Assignment:
State the number of lines in the records that contain "parsed", with no other words.

Dataset entries:
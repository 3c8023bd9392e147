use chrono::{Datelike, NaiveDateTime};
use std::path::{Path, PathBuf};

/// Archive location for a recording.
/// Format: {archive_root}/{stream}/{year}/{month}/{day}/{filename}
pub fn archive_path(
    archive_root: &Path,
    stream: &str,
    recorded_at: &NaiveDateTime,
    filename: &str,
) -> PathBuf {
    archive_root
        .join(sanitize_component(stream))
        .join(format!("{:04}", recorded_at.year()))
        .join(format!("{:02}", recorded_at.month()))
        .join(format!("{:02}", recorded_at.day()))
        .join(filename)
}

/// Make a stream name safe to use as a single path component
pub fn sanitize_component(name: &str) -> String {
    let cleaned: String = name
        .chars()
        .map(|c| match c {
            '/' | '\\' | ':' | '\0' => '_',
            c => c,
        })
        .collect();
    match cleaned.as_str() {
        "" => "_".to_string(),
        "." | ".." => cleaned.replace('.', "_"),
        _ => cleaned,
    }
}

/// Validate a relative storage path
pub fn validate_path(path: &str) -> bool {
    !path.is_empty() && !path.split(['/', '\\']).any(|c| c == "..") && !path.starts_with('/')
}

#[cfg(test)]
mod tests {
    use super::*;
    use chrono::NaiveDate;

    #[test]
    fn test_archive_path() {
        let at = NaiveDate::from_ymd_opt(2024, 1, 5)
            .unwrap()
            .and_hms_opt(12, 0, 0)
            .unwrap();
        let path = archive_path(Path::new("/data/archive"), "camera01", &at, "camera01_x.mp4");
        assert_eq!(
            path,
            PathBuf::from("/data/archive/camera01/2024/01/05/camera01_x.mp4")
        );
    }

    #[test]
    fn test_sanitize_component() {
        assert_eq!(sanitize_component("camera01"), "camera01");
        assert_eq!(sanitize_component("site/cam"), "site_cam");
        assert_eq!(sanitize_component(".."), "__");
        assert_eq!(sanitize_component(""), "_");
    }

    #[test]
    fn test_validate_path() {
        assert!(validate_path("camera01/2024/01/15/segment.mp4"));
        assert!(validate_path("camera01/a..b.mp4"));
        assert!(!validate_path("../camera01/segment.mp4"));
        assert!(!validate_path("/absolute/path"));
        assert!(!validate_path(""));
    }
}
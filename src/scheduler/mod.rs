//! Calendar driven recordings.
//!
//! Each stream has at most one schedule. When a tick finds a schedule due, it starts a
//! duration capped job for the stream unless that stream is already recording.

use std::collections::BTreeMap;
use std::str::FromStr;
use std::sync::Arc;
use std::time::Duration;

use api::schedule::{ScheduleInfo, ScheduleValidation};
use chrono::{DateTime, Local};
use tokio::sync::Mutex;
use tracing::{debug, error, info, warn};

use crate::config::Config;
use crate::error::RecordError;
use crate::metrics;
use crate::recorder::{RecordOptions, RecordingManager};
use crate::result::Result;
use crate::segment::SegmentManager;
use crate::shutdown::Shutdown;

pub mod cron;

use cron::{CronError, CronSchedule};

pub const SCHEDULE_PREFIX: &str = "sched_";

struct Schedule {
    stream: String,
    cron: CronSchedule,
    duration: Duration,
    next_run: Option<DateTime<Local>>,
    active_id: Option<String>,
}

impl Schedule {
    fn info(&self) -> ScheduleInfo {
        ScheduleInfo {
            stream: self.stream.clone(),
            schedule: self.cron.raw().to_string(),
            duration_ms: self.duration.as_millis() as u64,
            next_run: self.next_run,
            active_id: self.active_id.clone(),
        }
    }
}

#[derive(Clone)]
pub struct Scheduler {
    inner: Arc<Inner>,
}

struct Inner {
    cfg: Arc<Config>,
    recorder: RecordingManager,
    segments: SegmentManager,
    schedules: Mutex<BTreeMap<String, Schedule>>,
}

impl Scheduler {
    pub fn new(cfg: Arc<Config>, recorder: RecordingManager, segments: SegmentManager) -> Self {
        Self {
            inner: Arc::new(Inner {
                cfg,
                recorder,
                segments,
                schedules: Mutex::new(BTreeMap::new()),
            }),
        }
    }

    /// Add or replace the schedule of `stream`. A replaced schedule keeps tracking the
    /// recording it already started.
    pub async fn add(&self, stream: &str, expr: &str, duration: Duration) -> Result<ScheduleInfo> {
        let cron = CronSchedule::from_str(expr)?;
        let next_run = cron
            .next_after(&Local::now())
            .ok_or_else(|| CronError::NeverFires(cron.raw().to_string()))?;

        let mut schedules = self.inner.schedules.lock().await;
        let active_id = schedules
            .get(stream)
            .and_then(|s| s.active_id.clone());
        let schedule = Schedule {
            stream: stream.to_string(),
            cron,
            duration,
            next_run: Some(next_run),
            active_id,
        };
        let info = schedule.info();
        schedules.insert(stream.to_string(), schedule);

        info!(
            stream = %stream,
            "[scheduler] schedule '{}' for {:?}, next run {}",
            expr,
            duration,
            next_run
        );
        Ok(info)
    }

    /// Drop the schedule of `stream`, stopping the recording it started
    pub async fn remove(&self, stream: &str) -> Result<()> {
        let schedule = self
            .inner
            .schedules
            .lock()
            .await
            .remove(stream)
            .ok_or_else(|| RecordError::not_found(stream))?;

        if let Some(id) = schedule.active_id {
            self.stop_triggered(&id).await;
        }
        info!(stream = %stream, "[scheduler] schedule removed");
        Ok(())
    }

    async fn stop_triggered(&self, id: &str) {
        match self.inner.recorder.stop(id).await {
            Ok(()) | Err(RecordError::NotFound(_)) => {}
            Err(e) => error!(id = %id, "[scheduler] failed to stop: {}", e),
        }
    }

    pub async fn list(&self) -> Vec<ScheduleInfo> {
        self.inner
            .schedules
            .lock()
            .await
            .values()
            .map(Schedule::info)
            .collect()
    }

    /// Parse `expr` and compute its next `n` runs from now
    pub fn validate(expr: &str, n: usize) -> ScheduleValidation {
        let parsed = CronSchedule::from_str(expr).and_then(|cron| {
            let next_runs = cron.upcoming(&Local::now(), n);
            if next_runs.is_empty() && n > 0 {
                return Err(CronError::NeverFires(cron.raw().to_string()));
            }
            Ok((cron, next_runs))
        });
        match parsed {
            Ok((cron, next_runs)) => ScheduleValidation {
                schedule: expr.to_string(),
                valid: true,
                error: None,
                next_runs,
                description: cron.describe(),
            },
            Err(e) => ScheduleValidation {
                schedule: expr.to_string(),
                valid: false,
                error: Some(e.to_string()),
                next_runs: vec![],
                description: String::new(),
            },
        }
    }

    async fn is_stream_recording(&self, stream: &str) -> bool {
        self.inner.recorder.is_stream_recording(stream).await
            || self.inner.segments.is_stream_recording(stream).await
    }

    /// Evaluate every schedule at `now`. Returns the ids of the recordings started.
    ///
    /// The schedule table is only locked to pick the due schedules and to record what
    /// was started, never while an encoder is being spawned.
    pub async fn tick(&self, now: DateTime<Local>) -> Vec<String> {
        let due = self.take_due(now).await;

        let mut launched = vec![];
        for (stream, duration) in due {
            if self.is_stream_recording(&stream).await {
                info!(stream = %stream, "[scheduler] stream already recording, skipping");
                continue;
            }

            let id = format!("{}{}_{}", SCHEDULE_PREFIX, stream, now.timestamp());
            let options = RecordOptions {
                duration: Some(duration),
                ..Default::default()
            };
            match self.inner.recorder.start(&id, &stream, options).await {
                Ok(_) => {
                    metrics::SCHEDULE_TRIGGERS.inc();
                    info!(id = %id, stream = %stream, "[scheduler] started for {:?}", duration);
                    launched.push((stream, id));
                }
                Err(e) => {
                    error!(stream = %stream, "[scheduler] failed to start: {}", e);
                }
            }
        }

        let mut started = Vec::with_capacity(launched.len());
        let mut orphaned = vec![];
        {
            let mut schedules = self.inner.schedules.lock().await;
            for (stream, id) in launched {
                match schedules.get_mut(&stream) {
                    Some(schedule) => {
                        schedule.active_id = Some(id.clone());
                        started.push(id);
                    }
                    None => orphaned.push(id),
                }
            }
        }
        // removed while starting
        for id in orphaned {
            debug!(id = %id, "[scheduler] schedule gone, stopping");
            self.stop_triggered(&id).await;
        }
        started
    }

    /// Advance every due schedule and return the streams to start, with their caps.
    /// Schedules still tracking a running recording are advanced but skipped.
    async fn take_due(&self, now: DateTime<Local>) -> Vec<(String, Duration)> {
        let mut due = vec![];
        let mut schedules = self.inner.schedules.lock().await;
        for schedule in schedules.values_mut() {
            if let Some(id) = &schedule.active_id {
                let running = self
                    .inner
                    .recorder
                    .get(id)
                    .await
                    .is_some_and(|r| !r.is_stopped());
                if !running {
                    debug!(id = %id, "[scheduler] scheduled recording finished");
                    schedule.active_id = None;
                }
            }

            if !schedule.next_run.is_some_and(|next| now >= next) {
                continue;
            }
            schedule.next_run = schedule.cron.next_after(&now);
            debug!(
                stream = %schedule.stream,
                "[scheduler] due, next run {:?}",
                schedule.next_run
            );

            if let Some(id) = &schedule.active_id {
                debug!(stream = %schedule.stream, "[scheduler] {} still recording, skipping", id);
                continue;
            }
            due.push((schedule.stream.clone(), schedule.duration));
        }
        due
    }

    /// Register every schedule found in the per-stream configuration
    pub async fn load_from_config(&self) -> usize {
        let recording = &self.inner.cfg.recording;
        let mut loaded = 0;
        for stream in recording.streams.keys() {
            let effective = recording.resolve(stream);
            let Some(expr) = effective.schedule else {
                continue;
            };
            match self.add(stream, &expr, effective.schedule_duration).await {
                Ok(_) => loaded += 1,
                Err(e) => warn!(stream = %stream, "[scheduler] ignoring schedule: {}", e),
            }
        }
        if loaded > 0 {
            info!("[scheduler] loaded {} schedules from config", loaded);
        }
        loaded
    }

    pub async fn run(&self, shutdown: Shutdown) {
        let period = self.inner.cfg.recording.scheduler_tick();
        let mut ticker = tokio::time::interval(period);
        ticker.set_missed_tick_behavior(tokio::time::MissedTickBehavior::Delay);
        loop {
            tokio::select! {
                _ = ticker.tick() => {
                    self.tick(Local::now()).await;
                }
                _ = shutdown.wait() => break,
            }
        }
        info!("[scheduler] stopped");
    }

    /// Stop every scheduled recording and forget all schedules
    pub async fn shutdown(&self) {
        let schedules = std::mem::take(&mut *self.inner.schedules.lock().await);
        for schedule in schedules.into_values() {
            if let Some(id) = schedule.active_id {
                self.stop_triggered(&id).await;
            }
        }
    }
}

Answer space:
2